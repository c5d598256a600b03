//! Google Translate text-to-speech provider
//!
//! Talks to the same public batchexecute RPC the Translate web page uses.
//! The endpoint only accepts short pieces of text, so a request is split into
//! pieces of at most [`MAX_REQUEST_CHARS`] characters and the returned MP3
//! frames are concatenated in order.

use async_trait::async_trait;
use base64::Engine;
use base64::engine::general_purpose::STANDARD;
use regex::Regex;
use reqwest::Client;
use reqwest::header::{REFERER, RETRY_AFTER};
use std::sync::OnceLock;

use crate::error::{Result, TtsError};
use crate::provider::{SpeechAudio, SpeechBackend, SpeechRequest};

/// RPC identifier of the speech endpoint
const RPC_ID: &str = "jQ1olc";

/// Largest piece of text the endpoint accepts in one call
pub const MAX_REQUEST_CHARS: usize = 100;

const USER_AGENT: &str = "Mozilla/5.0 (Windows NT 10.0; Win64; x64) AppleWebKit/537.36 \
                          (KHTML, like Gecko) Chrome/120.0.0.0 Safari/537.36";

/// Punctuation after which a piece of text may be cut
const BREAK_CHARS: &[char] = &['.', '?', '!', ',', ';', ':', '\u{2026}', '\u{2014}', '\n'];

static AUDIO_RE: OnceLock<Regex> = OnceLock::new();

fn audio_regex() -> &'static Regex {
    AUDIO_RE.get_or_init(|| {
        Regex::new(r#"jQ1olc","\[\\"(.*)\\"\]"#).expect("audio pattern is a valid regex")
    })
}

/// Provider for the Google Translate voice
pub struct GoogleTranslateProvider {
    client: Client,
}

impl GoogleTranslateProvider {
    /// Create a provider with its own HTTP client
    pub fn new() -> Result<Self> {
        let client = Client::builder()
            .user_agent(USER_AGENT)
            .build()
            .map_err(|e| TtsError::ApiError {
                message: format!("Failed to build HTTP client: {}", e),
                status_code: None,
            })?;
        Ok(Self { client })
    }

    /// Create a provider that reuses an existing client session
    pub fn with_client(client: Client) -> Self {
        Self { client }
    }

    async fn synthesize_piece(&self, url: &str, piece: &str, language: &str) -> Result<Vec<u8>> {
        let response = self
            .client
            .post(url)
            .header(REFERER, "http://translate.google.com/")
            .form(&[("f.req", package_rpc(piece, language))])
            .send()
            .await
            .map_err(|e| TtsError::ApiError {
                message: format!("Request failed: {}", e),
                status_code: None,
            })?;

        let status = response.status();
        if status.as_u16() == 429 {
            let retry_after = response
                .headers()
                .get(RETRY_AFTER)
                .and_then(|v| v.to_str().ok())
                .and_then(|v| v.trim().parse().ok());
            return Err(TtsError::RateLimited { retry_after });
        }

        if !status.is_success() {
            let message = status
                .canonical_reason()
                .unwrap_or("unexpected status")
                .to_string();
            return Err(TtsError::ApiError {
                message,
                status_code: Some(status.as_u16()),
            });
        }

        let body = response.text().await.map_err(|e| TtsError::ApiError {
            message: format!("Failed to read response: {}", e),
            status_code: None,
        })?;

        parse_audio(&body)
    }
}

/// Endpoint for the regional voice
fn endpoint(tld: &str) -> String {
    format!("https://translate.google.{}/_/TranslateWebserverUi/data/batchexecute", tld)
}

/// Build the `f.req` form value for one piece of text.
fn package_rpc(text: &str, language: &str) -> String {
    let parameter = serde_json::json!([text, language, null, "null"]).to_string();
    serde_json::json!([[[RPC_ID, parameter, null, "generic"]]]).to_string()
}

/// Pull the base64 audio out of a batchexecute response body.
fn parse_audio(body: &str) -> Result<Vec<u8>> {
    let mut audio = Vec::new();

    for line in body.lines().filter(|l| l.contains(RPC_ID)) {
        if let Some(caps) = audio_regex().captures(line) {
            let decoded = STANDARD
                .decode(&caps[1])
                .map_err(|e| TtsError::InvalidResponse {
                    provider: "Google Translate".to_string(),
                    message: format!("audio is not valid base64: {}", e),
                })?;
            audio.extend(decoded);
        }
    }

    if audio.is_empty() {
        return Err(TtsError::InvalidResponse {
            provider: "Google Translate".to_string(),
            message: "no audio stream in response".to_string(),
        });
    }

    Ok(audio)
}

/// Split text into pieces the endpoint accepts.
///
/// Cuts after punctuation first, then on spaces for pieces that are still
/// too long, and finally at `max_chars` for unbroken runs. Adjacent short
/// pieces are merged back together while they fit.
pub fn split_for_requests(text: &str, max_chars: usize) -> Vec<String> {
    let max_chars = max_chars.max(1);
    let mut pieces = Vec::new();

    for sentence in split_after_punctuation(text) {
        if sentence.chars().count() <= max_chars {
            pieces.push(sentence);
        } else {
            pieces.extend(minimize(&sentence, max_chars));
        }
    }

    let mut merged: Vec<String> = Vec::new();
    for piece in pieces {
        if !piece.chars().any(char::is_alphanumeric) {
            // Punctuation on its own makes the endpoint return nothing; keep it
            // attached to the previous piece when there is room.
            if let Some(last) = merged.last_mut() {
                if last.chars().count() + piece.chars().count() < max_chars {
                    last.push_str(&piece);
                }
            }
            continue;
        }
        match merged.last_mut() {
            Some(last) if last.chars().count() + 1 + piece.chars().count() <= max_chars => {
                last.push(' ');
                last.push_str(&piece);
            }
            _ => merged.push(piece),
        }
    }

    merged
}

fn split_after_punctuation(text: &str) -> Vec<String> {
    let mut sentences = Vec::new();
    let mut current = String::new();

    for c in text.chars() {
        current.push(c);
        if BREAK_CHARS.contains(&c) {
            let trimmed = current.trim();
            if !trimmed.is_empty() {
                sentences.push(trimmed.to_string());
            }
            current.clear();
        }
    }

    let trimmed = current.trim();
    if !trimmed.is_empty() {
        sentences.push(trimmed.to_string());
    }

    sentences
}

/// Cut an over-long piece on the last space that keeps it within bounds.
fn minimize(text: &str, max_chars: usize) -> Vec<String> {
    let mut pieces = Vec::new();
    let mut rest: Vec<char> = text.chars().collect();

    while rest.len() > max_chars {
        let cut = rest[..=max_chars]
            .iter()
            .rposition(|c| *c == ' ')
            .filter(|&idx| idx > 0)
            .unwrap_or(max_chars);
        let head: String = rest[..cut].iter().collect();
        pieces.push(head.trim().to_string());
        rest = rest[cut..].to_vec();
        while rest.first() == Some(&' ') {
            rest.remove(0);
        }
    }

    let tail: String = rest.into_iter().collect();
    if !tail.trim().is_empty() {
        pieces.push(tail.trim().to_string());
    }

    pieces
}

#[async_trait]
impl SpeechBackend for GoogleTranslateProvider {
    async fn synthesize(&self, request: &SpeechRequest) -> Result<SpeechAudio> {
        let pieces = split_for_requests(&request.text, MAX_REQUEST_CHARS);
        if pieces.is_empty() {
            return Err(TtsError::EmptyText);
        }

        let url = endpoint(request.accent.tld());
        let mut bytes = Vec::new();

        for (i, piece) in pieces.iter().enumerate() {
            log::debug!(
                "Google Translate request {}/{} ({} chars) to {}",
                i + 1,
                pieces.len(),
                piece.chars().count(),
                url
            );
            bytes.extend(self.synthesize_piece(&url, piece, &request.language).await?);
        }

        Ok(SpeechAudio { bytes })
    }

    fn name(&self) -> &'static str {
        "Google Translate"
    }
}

--- What to work on ---
Among the lines above, find those holding "while" and copy each one.

--- Solution to this problem ---
/// pieces are merged back together while they fit.
    while rest.len() > max_chars {
        while rest.first() == Some(&' ') {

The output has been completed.